(Beginning of MATERIALS PROVIDED)

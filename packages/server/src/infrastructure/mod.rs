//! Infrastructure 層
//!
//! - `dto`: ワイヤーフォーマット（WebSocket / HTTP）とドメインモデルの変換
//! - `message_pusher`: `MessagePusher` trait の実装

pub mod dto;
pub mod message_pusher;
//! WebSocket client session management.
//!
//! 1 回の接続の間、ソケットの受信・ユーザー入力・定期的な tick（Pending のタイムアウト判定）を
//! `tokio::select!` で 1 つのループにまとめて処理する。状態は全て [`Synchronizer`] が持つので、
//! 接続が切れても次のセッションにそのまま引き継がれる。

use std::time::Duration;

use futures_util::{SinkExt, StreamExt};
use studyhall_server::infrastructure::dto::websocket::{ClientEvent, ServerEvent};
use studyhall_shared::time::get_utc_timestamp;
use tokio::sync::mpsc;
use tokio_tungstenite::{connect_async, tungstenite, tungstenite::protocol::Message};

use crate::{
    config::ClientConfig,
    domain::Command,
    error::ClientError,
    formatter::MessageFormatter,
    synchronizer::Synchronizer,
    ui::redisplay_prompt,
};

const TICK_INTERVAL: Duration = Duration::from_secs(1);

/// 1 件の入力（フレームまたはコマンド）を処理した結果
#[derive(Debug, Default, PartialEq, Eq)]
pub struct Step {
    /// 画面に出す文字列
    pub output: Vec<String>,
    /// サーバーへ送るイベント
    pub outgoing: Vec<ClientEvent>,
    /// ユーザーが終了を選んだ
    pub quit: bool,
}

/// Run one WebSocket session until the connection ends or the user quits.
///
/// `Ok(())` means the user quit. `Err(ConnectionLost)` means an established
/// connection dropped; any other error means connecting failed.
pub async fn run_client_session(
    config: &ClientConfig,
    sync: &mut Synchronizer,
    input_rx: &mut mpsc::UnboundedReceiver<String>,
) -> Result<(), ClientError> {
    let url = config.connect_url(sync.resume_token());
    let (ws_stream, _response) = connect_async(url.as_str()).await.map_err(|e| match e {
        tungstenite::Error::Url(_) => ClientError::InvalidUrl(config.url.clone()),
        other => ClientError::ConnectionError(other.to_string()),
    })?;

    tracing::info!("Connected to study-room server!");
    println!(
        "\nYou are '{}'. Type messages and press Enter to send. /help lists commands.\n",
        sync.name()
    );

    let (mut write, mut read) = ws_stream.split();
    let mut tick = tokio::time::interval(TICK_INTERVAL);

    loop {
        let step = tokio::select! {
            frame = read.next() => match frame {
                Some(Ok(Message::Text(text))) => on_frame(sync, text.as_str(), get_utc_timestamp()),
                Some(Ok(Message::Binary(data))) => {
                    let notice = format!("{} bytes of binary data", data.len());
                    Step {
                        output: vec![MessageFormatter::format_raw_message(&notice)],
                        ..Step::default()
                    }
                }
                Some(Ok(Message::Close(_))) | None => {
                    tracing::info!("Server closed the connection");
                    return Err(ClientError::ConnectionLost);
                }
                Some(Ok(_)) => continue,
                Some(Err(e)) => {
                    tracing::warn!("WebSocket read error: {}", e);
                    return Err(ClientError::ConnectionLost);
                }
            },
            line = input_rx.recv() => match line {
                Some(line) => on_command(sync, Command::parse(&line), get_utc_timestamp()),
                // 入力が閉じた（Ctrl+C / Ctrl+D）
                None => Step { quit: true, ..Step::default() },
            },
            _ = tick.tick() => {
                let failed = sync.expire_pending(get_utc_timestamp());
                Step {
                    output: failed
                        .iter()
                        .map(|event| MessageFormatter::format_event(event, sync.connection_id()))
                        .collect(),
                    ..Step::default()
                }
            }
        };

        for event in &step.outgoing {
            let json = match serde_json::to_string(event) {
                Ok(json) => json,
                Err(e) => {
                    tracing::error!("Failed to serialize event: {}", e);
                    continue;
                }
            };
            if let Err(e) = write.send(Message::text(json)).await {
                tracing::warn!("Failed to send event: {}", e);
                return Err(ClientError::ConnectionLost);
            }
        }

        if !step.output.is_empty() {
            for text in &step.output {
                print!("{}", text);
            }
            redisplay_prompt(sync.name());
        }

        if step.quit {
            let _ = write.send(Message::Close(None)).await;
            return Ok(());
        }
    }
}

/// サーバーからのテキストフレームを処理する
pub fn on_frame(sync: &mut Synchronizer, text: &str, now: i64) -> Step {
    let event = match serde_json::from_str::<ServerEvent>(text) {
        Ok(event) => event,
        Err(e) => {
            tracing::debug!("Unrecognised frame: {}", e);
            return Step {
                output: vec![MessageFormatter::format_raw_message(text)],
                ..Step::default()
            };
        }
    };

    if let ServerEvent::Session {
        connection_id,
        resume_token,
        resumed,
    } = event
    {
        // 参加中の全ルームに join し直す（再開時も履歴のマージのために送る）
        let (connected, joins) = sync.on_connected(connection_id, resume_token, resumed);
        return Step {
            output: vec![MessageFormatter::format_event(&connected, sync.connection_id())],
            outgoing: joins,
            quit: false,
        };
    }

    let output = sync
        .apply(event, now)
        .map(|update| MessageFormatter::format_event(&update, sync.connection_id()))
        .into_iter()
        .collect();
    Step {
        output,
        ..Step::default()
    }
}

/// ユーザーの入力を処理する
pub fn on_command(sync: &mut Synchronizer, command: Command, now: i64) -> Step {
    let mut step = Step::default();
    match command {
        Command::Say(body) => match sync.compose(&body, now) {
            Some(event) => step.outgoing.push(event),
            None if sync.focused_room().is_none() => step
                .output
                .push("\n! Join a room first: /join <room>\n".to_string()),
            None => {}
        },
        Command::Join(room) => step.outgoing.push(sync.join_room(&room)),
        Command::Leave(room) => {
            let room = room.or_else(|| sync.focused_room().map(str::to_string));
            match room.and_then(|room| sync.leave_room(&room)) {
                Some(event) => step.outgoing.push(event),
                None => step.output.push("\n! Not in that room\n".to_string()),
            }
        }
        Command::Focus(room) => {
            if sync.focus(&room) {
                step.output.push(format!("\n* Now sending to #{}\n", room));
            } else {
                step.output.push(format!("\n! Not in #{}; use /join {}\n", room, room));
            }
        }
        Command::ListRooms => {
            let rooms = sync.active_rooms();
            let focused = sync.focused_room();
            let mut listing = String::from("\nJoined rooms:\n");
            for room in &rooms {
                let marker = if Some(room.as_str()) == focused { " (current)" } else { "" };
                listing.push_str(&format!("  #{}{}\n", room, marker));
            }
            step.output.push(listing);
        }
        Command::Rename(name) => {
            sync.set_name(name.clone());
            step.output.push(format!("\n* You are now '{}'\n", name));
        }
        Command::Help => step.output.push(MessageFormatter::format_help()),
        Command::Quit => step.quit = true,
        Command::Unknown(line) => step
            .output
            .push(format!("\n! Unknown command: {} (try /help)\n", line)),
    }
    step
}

(End of MATERIALS PROVIDED)

» AIM OF THE EXERCISE
What lines in the records above include the string "info"? Copy each one.

» FINISHED EXERCISE
    tracing::info!("Connected to study-room server!");
                    tracing::info!("Server closed the connection");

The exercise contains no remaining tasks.